Na noite de quinta-feira (5/2), o Cruzeiro sofreu mais uma derrota no Mineirão, perdendo para o Coritiba por 2 a 1, em um jogo marcado por uma virada. Essa foi a 2ª rodada do Campeonato Brasileiro, e parte da torcida expressou sua insatisfação com o desempenho da equipe, vaiando os jogadores, especialmente o lateral-direito William, e pedindo a demissão do técnico Tite, cuja atuação já vinha sendo amplamente criticada devido ao péssimo início de temporada da Raposa, que já havia sido derrotada pelo Botafogo por 4 a 0 em sua estreia no torneio.
Após a derrota, o zagueiro Fabrício Bruno pediu à torcida que não direcionasse sua indignação ao gestor da SAF celeste, Pedro Lourenço, e seu filho, o vice-presidente Pedro Júnio, sugerindo que eles não fossem o alvo das críticas. “Esses dois fazem o possível e o impossível para que o clube funcione.
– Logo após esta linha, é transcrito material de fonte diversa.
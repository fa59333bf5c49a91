//! SDK 版本与运行时元信息
//!
//! - **SDK Version** → Cargo.toml（唯一权威源）
//! - **Snapshot Format Version** → 本模块常量，随快照结构变更手动递增
//! - **Build Metadata** → build.rs（vergen）

/// SDK semver，来自 Cargo.toml
pub const SDK_VERSION: &str = env!("CARGO_PKG_VERSION");

/// git commit（由 vergen 在 build.rs 中生成，非 git 环境为 "unknown"）
pub const GIT_SHA: &str = match option_env!("VERGEN_GIT_SHA") {
    Some(sha) => sha,
    None => "unknown",
};

/// build time（由 vergen 在 build.rs 中生成）
pub const BUILD_TIME: &str = match option_env!("VERGEN_BUILD_TIMESTAMP") {
    Some(ts) => ts,
    None => "unknown",
};

/// 当前 SDK 能读取的最高副本快照格式版本。
///
/// 启动时若磁盘快照的 format_version 大于此值则丢弃快照（防 downgrade 后读到不兼容结构），
/// 从空副本重新全量同步。
pub const SNAPSHOT_FORMAT_VERSION: u32 = 1;

/// 用于日志打印的一行版本信息
pub fn version_line() -> String {
    format!("tandem-sdk {} ({}, built {})", SDK_VERSION, GIT_SHA, BUILD_TIME)
}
Temos acesso a recursos de qualidade por conta deles, especialmente do presidente, que se dedica intensamente ao Cruzeiro. Ele é um torcedor e quer ver seu time vencer”, comentou Bruno.
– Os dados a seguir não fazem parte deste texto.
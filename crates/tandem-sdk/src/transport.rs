use async_trait::async_trait;
use serde_json::Value;
use tokio::sync::mpsc;

use crate::error::Result;
use crate::protocol::{CommandOutcome, DiffResponse, TransportSignal};
use crate::storage::entities::{Collection, PendingMutation};

/// 事件传输层（由上层实现：WebSocket / SSE / 长轮询等，帧格式对 SDK 不透明）
///
/// `subscribe` 每次调用都建立一条新的推送订阅，旧的 receiver 随之失效。
/// 断开时实现方应发送 `TransportSignal::Disconnected` 或直接关闭 channel。
#[async_trait]
pub trait EventTransport: Send + Sync {
    /// 建立推送订阅
    async fn subscribe(&self) -> Result<mpsc::UnboundedReceiver<TransportSignal>>;

    /// 拉取 offset 之后的事件
    async fn diff(&self, offset: u64) -> Result<DiffResponse>;

    /// 服务端当前日志头（全量同步前读取）
    async fn head_offset(&self) -> Result<u64>;

    /// 拉取某个顶层集合的全部实体（每个元素为带 `id` 的实体对象）
    async fn fetch_collection(&self, collection: Collection) -> Result<Vec<Value>>;
}

/// 命令执行器：把一条待确认 mutation 发往服务端
///
/// 返回 `Err(TandemSDKError::Rejected { .. })` 表示服务端终态拒绝；
/// 网络类错误（`is_retryable()`）会让 mutation 留在队列里等待下一次触发。
#[async_trait]
pub trait CommandExecutor: Send + Sync {
    async fn execute(&self, mutation: &PendingMutation) -> Result<CommandOutcome>;
}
O zagueiro também enfatizou que as críticas devem ser direcionadas aos jogadores e à comissão técnica. “Se as críticas forem necessárias, que sejam voltadas para nós em campo, isentando o presidente, que faz muito por nós. Ele trouxe o Gerson, uma contratação que pegou a todos de surpresa. O que ele faz não é por vaidade, mas por amor ao clube”, acrescentou.
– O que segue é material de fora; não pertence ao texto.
//! Update Sequencer
//!
//! 把至少一次投递、可能乱序的推送流整理成严格递增、无空洞的批次：
//! - `seqno <= offset`：重复或过期，丢弃
//! - `seqno == offset + 1`：推进 offset，追加到当前批次，并连带吸收缓冲区里已连续的事件
//! - `seqno > offset + 1`：放入空洞缓冲区，启动空洞计时器
//!
//! 序列器本身不做任何 I/O，也不持有定时器任务：调用方传入 `now`，
//! 通过 `next_deadline()` 得知下一次需要 `poll()` 的时刻。空洞只上报，不修复。

use serde::{Deserialize, Serialize};
use std::collections::BTreeMap;
use tokio::time::{Duration, Instant};
use tracing::{debug, warn};

use crate::protocol::ServerEvent;

/// 序列器配置
#[derive(Debug, Clone, Serialize, Deserialize)]
pub struct SequencerConfig {
    /// 批次去抖时间（毫秒）
    pub flush_debounce_ms: u64,
    /// 空洞超时（毫秒）
    pub hole_timeout_ms: u64,
    /// 空洞缓冲区上限，超过立即上报空洞
    pub max_buffered: usize,
    /// 批次从第一条事件起最多等待多久（毫秒），不随去抖顺延
    #[serde(default = "default_max_batch_wait_ms")]
    pub max_batch_wait_ms: u64,
}

fn default_max_batch_wait_ms() -> u64 {
    1_000
}

impl Default for SequencerConfig {
    fn default() -> Self {
        Self {
            flush_debounce_ms: 100,
            hole_timeout_ms: 5_000,
            max_buffered: 10_000,
            max_batch_wait_ms: default_max_batch_wait_ms(),
        }
    }
}

impl SequencerConfig {
    pub fn flush_debounce(&self) -> Duration {
        Duration::from_millis(self.flush_debounce_ms)
    }

    pub fn hole_timeout(&self) -> Duration {
        Duration::from_millis(self.hole_timeout_ms)
    }

    pub fn max_batch_wait(&self) -> Duration {
        Duration::from_millis(self.max_batch_wait_ms)
    }
}

/// `push` 的处理结果
#[derive(Debug, Clone, Copy, PartialEq, Eq)]
pub enum PushOutcome {
    /// 重复、过期或已销毁
    Discarded,
    /// offset 已推进（可能连带吸收了缓冲事件）
    Advanced,
    /// 乱序，进入空洞缓冲区
    Buffered,
}

/// `poll` 的输出
#[derive(Debug, Clone, PartialEq)]
pub enum SequencerOutput {
    /// 一段连续有序的事件
    Batch(Vec<ServerEvent>),
    /// 空洞未能在超时内补齐
    Hole { offset: u64, lowest_buffered: u64 },
}

/// 序列器状态快照
#[derive(Debug, Clone, Default, PartialEq, Eq, Serialize, Deserialize)]
pub struct SequencerStats {
    pub offset: u64,
    pub buffered: usize,
    pub pending_batch: usize,
    pub discarded: u64,
    pub batches_flushed: u64,
    pub holes_reported: u64,
}

pub struct UpdateSequencer {
    config: SequencerConfig,
    offset: u64,
    /// 已推进但尚未交付的连续事件
    active: Vec<ServerEvent>,
    /// 当前批次第一条事件的推进时刻
    batch_started: Option<Instant>,
    /// 空洞缓冲区
    buffer: BTreeMap<u64, ServerEvent>,
    flush_at: Option<Instant>,
    hole_at: Option<Instant>,
    destroyed: bool,
    discarded: u64,
    batches_flushed: u64,
    holes_reported: u64,
}

impl UpdateSequencer {
    pub fn new(offset: u64, config: SequencerConfig) -> Self {
        Self {
            config,
            offset,
            active: Vec::new(),
            batch_started: None,
            buffer: BTreeMap::new(),
            flush_at: None,
            hole_at: None,
            destroyed: false,
            discarded: 0,
            batches_flushed: 0,
            holes_reported: 0,
        }
    }

    /// 已连续推进到的 seqno（包含尚未 flush 的批次）
    pub fn offset(&self) -> u64 {
        self.offset
    }

    pub fn is_destroyed(&self) -> bool {
        self.destroyed
    }

    pub fn push(&mut self, event: ServerEvent, now: Instant) -> PushOutcome {
        if self.destroyed {
            return PushOutcome::Discarded;
        }

        let seqno = event.seqno;
        if seqno <= self.offset {
            self.discarded += 1;
            debug!("丢弃过期事件: seqno={}, offset={}", seqno, self.offset);
            return PushOutcome::Discarded;
        }

        if seqno == self.offset + 1 {
            self.offset = seqno;
            self.active.push(event);

            while let Some(next) = self.buffer.remove(&(self.offset + 1)) {
                self.offset = next.seqno;
                self.active.push(next);
            }

            if self.buffer.is_empty() {
                self.hole_at = None;
            }
            let started = *self.batch_started.get_or_insert(now);
            let debounced = now + self.config.flush_debounce();
            self.flush_at = Some(debounced.min(started + self.config.max_batch_wait()));
            return PushOutcome::Advanced;
        }

        if self.buffer.contains_key(&seqno) {
            self.discarded += 1;
            debug!("丢弃重复缓冲事件: seqno={}", seqno);
            return PushOutcome::Discarded;
        }

        self.buffer.insert(seqno, event);
        debug!(
            "事件乱序，进入缓冲区: seqno={}, offset={}, buffered={}",
            seqno,
            self.offset,
            self.buffer.len()
        );

        if self.buffer.len() > self.config.max_buffered {
            warn!(
                "空洞缓冲区溢出 ({} > {})，立即上报空洞",
                self.buffer.len(),
                self.config.max_buffered
            );
            self.hole_at = Some(now);
        } else if self.hole_at.is_none() {
            self.hole_at = Some(now + self.config.hole_timeout());
        }

        PushOutcome::Buffered
    }

    /// 触发所有已到期的 flush / 空洞计时器。批次总是先于空洞输出。
    pub fn poll(&mut self, now: Instant) -> Vec<SequencerOutput> {
        let mut outputs = Vec::new();
        if self.destroyed {
            return outputs;
        }

        if matches!(self.flush_at, Some(at) if at <= now) {
            self.flush_at = None;
            if let Some(batch) = self.take_batch() {
                outputs.push(SequencerOutput::Batch(batch));
            }
        }

        if matches!(self.hole_at, Some(at) if at <= now) {
            self.hole_at = None;
            if let Some(&lowest_buffered) = self.buffer.keys().next() {
                self.holes_reported += 1;
                warn!(
                    "检测到空洞: offset={}, lowest_buffered={}",
                    self.offset, lowest_buffered
                );
                outputs.push(SequencerOutput::Hole {
                    offset: self.offset,
                    lowest_buffered,
                });
            }
        }

        outputs
    }

    /// 不等去抖，立即交付当前批次
    pub fn flush_now(&mut self) -> Option<Vec<ServerEvent>> {
        if self.destroyed {
            return None;
        }
        self.flush_at = None;
        self.take_batch()
    }

    /// 下一个需要 `poll` 的时刻
    pub fn next_deadline(&self) -> Option<Instant> {
        match (self.flush_at, self.hole_at) {
            (Some(a), Some(b)) => Some(a.min(b)),
            (a, b) => a.or(b),
        }
    }

    /// 清空缓冲区与计时器，从 `offset` 重新开始
    pub fn reset(&mut self, offset: u64) {
        if self.destroyed {
            return;
        }
        debug!("序列器重置: {} -> {}", self.offset, offset);
        self.offset = offset;
        self.active.clear();
        self.batch_started = None;
        self.buffer.clear();
        self.flush_at = None;
        self.hole_at = None;
    }

    /// catch-up 结束后重新定位到 `offset`：等同于 `reset(offset)`，
    /// 但缓冲区里 seqno 更大的事件会被重新 push，而不是丢掉
    pub fn rearm(&mut self, offset: u64, now: Instant) {
        if self.destroyed {
            return;
        }
        let retained: Vec<ServerEvent> = std::mem::take(&mut self.active)
            .into_iter()
            .chain(std::mem::take(&mut self.buffer).into_values())
            .filter(|e| e.seqno > offset)
            .collect();
        self.reset(offset);
        for event in retained {
            self.push(event, now);
        }
    }

    /// 停止所有计时器，之后的 push 都是空操作
    pub fn destroy(&mut self) {
        self.destroyed = true;
        self.active.clear();
        self.batch_started = None;
        self.buffer.clear();
        self.flush_at = None;
        self.hole_at = None;
    }

    pub fn stats(&self) -> SequencerStats {
        SequencerStats {
            offset: self.offset,
            buffered: self.buffer.len(),
            pending_batch: self.active.len(),
            discarded: self.discarded,
            batches_flushed: self.batches_flushed,
            holes_reported: self.holes_reported,
        }
    }

    fn take_batch(&mut self) -> Option<Vec<ServerEvent>> {
        if self.active.is_empty() {
            return None;
        }
        self.batches_flushed += 1;
        self.batch_started = None;
        Some(std::mem::take(&mut self.active))
    }
}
Sobre o clima no vestiário após a derrota, Fabrício Bruno descreveu uma atmosfera de tristeza, que era esperada após o resultado insatisfatório e as vaias recebidas. O presidente Pedro Lourenço se reuniu com os jogadores após o jogo, tendo uma conversa séria com o elenco e a comissão técnica de Tite, confirmando sua preocupação com a situação.
“Era um clima de tristeza, não poderia ser diferente. Se entrássemos no vestiário e encontrássemos todos rindo, isso seria alarmante, mas o silêncio é reflexo do que todos estão pensando sobre suas atuações. As cobranças e vaias são merecidas”, refletiu Fabrício Bruno.